Academic Integrity: tutoring, explanations, and feedback — we don’t complete graded work or submit on a student’s behalf.

A local company has asked for your consultation in order to improve its network\

ID: 3662749 • Letter: A

Question

A local company has asked for your consultation in order to improve its network's
fault tolerance. The current network carries critical administrative, management, financial
and accounting date in real time from both a mainframe host and several servers to
workstations in the various offices and workshops. All data transferred is highly
confidential and must not be lost or accessed by unauthorised personnel.
After an initial visit you have found out that the network is configured as follows:
Eight hundred workstation are connected to five shared servers running Linux.
Fifty of these workstations serve as training computers for new staff. Two hundred
workstation sit in the central administration offices and are used to view and
update various data. Twenty workstations are used in the R&D offices. The
remaining workstations are used in the various offices found in the building.
The clients are connected in a mostly switched, star-wired bus network using
Ethernet 100Base-T. In the few instances where switches are not used, hubs serve
smaller workgroups.
An internet gateway supports e-mail, online activities and VPN communications
with three remote offices. The Internet connection is an 80Mb/s link to a local ISP.
A firewall prevents unauthorised access from the internet connection into the
company's network.
The IT manager has asked you to identify the critical points of failure in this network and
to suggest how these might be eliminated. As part of your report you should draw a logical
diagram of the network and identify single points of failure, then recommend which
points of failure should be addressed to increase availability and how to achieve this goal.

Explanation / Answer

Ans:

Fault tolerance is the property that enables a system to continue operating properly in the event of the failure of (or one or more faults within) some of its components. If its operating quality decreases at all, the decrease is proportional to the severity of the failure, as compared to a naively designed system in which even a small failure can cause total breakdown. Fault tolerance is particularly sought after in high-availability or life-critical systems. The ability of maintaining functionality when portions of a system break down is referred to as graceful degradation.

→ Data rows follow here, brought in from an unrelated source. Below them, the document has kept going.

//! Administrative overrides, gated behind an admin session.

use std::sync::Arc;

use tokio_util::sync::CancellationToken;

use crate::error::{Error, Result};
use crate::manager::{ForceReleaseOutcome, LockManager, ResourceStatus};
use crate::session::{SessionStore, SessionToken};
use crate::sweeper::SweeperHandle;

/// Admin surface: login/logout plus override operations on a [`LockManager`].
///
/// Every override requires a session token obtained from
/// [`login`](Self::login); an invalid or idle-expired token yields
/// [`Error::Unauthorized`].
#[derive(Debug, Clone)]
pub struct Admin {
    manager: LockManager,
    sessions: SessionStore,
}

impl Admin {
    /// Build the admin surface for `manager`, using its configured admin
    /// password and session thresholds.
    pub fn new(manager: LockManager) -> Self {
        let config = manager.config();
        let sessions = SessionStore::with_event_bus(
            config.admin_password.clone(),
            config.session_ttl,
            config.session_sweep_interval,
            Arc::clone(manager.events()),
        );
        Self { manager, sessions }
    }

    /// Exchange the admin password for a session token.
    pub fn login(&self, password: &str) -> Result<SessionToken> {
        self.sessions.authenticate(password)
    }

    /// End a session; returns whether it existed.
    pub fn logout(&self, token: &SessionToken) -> bool {
        self.sessions.logout(token)
    }

    /// Whether `token` is a live session (refreshes it).
    pub fn is_authorized(&self, token: &SessionToken) -> bool {
        self.sessions.validate(token)
    }

    /// Reclaim `resource` from whoever holds it.
    ///
    /// A free resource is a no-op success with `previous_owner == None`.
    pub fn force_release(
        &self,
        token: &SessionToken,
        resource: &str,
    ) -> Result<ForceReleaseOutcome> {
        self.authorize(token)?;
        self.manager.force_release(resource)
    }

    /// Reclaim every resource held by `owner`; zero matches is not an error.
    pub fn release_all_by_owner(&self, token: &SessionToken, owner: &str) -> Result<usize> {
        self.authorize(token)?;
        Ok(self.manager.release_all_by_owner(owner))
    }

    /// Status of every resource, for the dashboard.
    pub fn dashboard(&self, token: &SessionToken) -> Result<Vec<ResourceStatus>> {
        self.authorize(token)?;
        Ok(self.manager.snapshot())
    }

    /// Start the session sweeper; it stops when the manager shuts down.
    pub fn start(&self) -> SweeperHandle {
        self.start_with(self.manager.shutdown_token().child_token())
    }

    /// Start the session sweeper under an explicit cancellation token.
    pub fn start_with(&self, cancel: CancellationToken) -> SweeperHandle {
        self.sessions.start_sweeper(cancel)
    }

    /// The managed lock manager.
    #[must_use]
    pub fn manager(&self) -> &LockManager {
        &self.manager
    }

    /// The session store.
    #[must_use]
    pub fn sessions(&self) -> &SessionStore {
        &self.sessions
    }

    fn authorize(&self, token: &SessionToken) -> Result<()> {
        if self.sessions.validate(token) {
            Ok(())
        } else {
            tracing::warn!("admin operation rejected: no valid session");
            Err(Error::Unauthorized)
        }
    }
}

A fault-tolerant design enables a system to continue its intended operation, possibly at a reduced level, rather than failing completely, when some part of the system fails.[1] The term is most commonly used to describe computer systems designed to continue more or less fully operational with, perhaps, a reduction in throughput or an increase in response time in the event of some partial failure. That is, the system as a whole is not stopped due to problems either in the hardware or the software. An example in another field is a motor vehicle designed so it will continue to be drivable if one of the tires is punctured. A structure is able to retain its integrity in the presence of damage due to causes such as fatigue, corrosion, manufacturing flaws, or impact.

Within the scope of an individual system, fault tolerance can be achieved by anticipating exceptional conditions and building the system to cope with them, and, in general, aiming for self-stabilization so that the system converges towards an error-free state. However, if the consequences of a system failure are catastrophic, or the cost of making it sufficiently reliable is very high, a better solution may be to use some form of duplication. In any case, if the consequence of a system failure is so catastrophic, the system must be able to use reversion to fall back to a safe mode. This is similar to roll-back recovery but can be a human action if humans are present in the loop.

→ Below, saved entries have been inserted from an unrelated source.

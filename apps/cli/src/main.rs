//! `dbkeeper` entry point
//!
//! Loads the lock configuration, starts the lock manager with its expiry and
//! session sweepers, and logs the audit stream until interrupted.

use std::path::{Path, PathBuf};

use anyhow::Context as _;
use clap::{Parser, Subcommand};
use dbkeeper_lock::{Admin, LockConfig, LockEvent, LockManager, ResourceSet};
use secrecy::SecretString;
use tokio::sync::broadcast::error::RecvError;

/// Exclusive leases on a pool of test databases
#[derive(Debug, Parser)]
#[command(name = "dbkeeper", version, about)]
struct Cli {
    /// JSON configuration file; built-in defaults are used when omitted
    #[arg(short, long, global = true, env = "DBKEEPER_CONFIG")]
    config: Option<PathBuf>,

    /// Credential clients present on acquire and release (overrides the file)
    #[arg(long, global = true, env = "DBKEEPER_API_KEY", hide_env_values = true)]
    api_key: Option<String>,

    /// Admin dashboard password (overrides the file)
    #[arg(long, global = true, env = "DBKEEPER_ADMIN_PASSWORD", hide_env_values = true)]
    admin_password: Option<String>,

    /// Log filter directive, e.g. `info` or `dbkeeper_lock=debug`
    #[arg(long, global = true)]
    log_level: Option<String>,

    /// Log output format
    #[arg(long, global = true)]
    log_format: Option<dbkeeper_log::Format>,

    #[command(subcommand)]
    command: Option<Command>,
}

#[derive(Debug, Subcommand)]
enum Command {
    /// Run the lock manager until Ctrl-C (default)
    Serve,
    /// Print the resource identifiers with passwords redacted
    Resources,
    /// Validate the configuration and print it as JSON
    CheckConfig,
}

#[tokio::main]
async fn main() -> anyhow::Result<()> {
    let cli = Cli::parse();

    let mut log_config = dbkeeper_log::Config::from_env();
    if let Some(level) = &cli.log_level {
        log_config.level = level.clone();
    }
    if let Some(format) = cli.log_format {
        log_config.format = format;
    }
    dbkeeper_log::init(log_config).context("failed to initialize logging")?;

    let config = load_config(&cli)?;

    match cli.command.unwrap_or(Command::Serve) {
        Command::Serve => serve(config).await,
        Command::Resources => print_resources(&config),
        Command::CheckConfig => {
            println!("{}", serde_json::to_string_pretty(&config)?);
            Ok(())
        }
    }
}

fn load_config(cli: &Cli) -> anyhow::Result<LockConfig> {
    let mut config = match &cli.config {
        Some(path) => read_config_file(path)?,
        None => LockConfig::default(),
    };
    if let Some(key) = &cli.api_key {
        config.api_key = SecretString::from(key.clone());
    }
    if let Some(password) = &cli.admin_password {
        config.admin_password = SecretString::from(password.clone());
    }
    config.validate().context("invalid configuration")?;
    Ok(config)
}

fn read_config_file(path: &Path) -> anyhow::Result<LockConfig> {
    let raw = std::fs::read_to_string(path)
        .with_context(|| format!("cannot read config file {}", path.display()))?;
    // Validation runs after CLI overrides are applied.
    serde_json::from_str(&raw).with_context(|| format!("malformed config file {}", path.display()))
}

fn print_resources(config: &LockConfig) -> anyhow::Result<()> {
    let resources = ResourceSet::from_config(&config.database)?;
    for id in resources.iter() {
        println!("{}", id.redacted());
    }
    Ok(())
}

async fn serve(config: LockConfig) -> anyhow::Result<()> {
    let manager = LockManager::new(config)?;
    let admin = Admin::new(manager.clone());
    let lock_sweeper = manager.start_sweeper();
    let session_sweeper = admin.start();
    let audit = tokio::spawn(log_events(manager.clone()));

    tracing::info!(
        resources = manager.resources().len(),
        lock_ttl_secs = manager.config().lock_ttl.as_secs(),
        "dbkeeper started"
    );

    tokio::signal::ctrl_c()
        .await
        .context("failed to listen for shutdown signal")?;

    tracing::info!("shutting down");
    manager.shutdown();
    lock_sweeper.join().await;
    session_sweeper.join().await;
    audit.abort();

    let stats = manager.stats();
    tracing::info!(
        held = stats.held,
        acquisitions = stats.total_acquisitions,
        releases = stats.total_releases,
        expired = stats.total_expired,
        forced = stats.total_forced,
        "dbkeeper stopped"
    );
    Ok(())
}

async fn log_events(manager: LockManager) {
    let mut rx = manager.events().subscribe();
    loop {
        match rx.recv().await {
            Ok(event) => log_event(&event),
            Err(RecvError::Lagged(skipped)) => {
                tracing::warn!(skipped, "audit log lagged behind lock events");
            }
            Err(RecvError::Closed) => break,
        }
    }
}

fn log_event(event: &LockEvent) {
    match event {
        LockEvent::Acquired { resource, owner } => {
            tracing::info!(target: "dbkeeper::audit", resource = %resource.redacted(), owner, "acquired");
        }
        LockEvent::Released {
            resource,
            owner,
            held_for,
        } => {
            tracing::info!(target: "dbkeeper::audit", resource = %resource.redacted(), owner, held_ms = held_for.as_millis() as u64, "released");
        }
        LockEvent::Expired {
            resource,
            owner,
            held_for,
        } => {
            tracing::warn!(target: "dbkeeper::audit", resource = %resource.redacted(), owner, held_ms = held_for.as_millis() as u64, "expired");
        }
        LockEvent::ForceReleased { resource, owner } => {
            tracing::warn!(target: "dbkeeper::audit", resource = %resource.redacted(), owner, "force released");
        }
        LockEvent::BulkReleased { owner, count } => {
            tracing::warn!(target: "dbkeeper::audit", owner, count, "bulk released");
        }
        LockEvent::SessionOpened => {
            tracing::info!(target: "dbkeeper::audit", "admin session opened");
        }
        LockEvent::SessionClosed { reason } => {
            tracing::info!(target: "dbkeeper::audit", ?reason, "admin session closed");
        }
    }
}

Adressing Above defined Network System Terminology(Common for all dept.):-

A highly fault-tolerant system might continue at the same level of performance even though one or more components have failed. For example, a building with a backup electrical generator will provide the same voltage to wall outlets even if the grid power fails.

A system that is designed to fail safe, or fail-secure, or fail gracefully, whether it functions at a reduced level or fails completely, does so in a way that protects people, property, or data from injury, damage, intrusion, or disclosure. In computers, a program might fail-safe by executing a graceful exit (as opposed to an uncontrolled crash) in order to prevent data corruption after experiencing an error. A similar distinction is made between "failing well" and "failing badly".

Fail-deadly is the opposite strategy, which can be used in weapon systems that are designed to kill or injure targets even if part of the system is damaged or destroyed.

A system that is designed to experience graceful degradation, or to fail soft (used in computing, similar to "fail safe") operates at a reduced level of performance after some component failures. For example, a building may operate lighting at reduced levels and elevators at reduced speeds if grid power fails, rather than either trapping people in the dark completely or continuing to operate at full power. In computing an example of graceful degradation is that if insufficient network bandwidth is available to stream an online video, a lower-resolution version might be streamed in place of the high-resolution version. Progressive enhancement is an example in computing, where web pages are available in a basic functional format for older, small-screen, or limited-capability web browsers, but in an enhanced version for browsers capable of handling additional technologies or that have a larger display available.

In fault-tolerant computer systems, programs that are considered robust are designed to continue operation despite an error, exception, or invalid input, instead of crashing completely. Software brittleness is the opposite of robustness. Resilient networks continue to transmit data despite the failure of some links or nodes; resilient buildings and infrastructure are likewise expected to prevent complete failure in situations like earthquakes, floods, or collisions.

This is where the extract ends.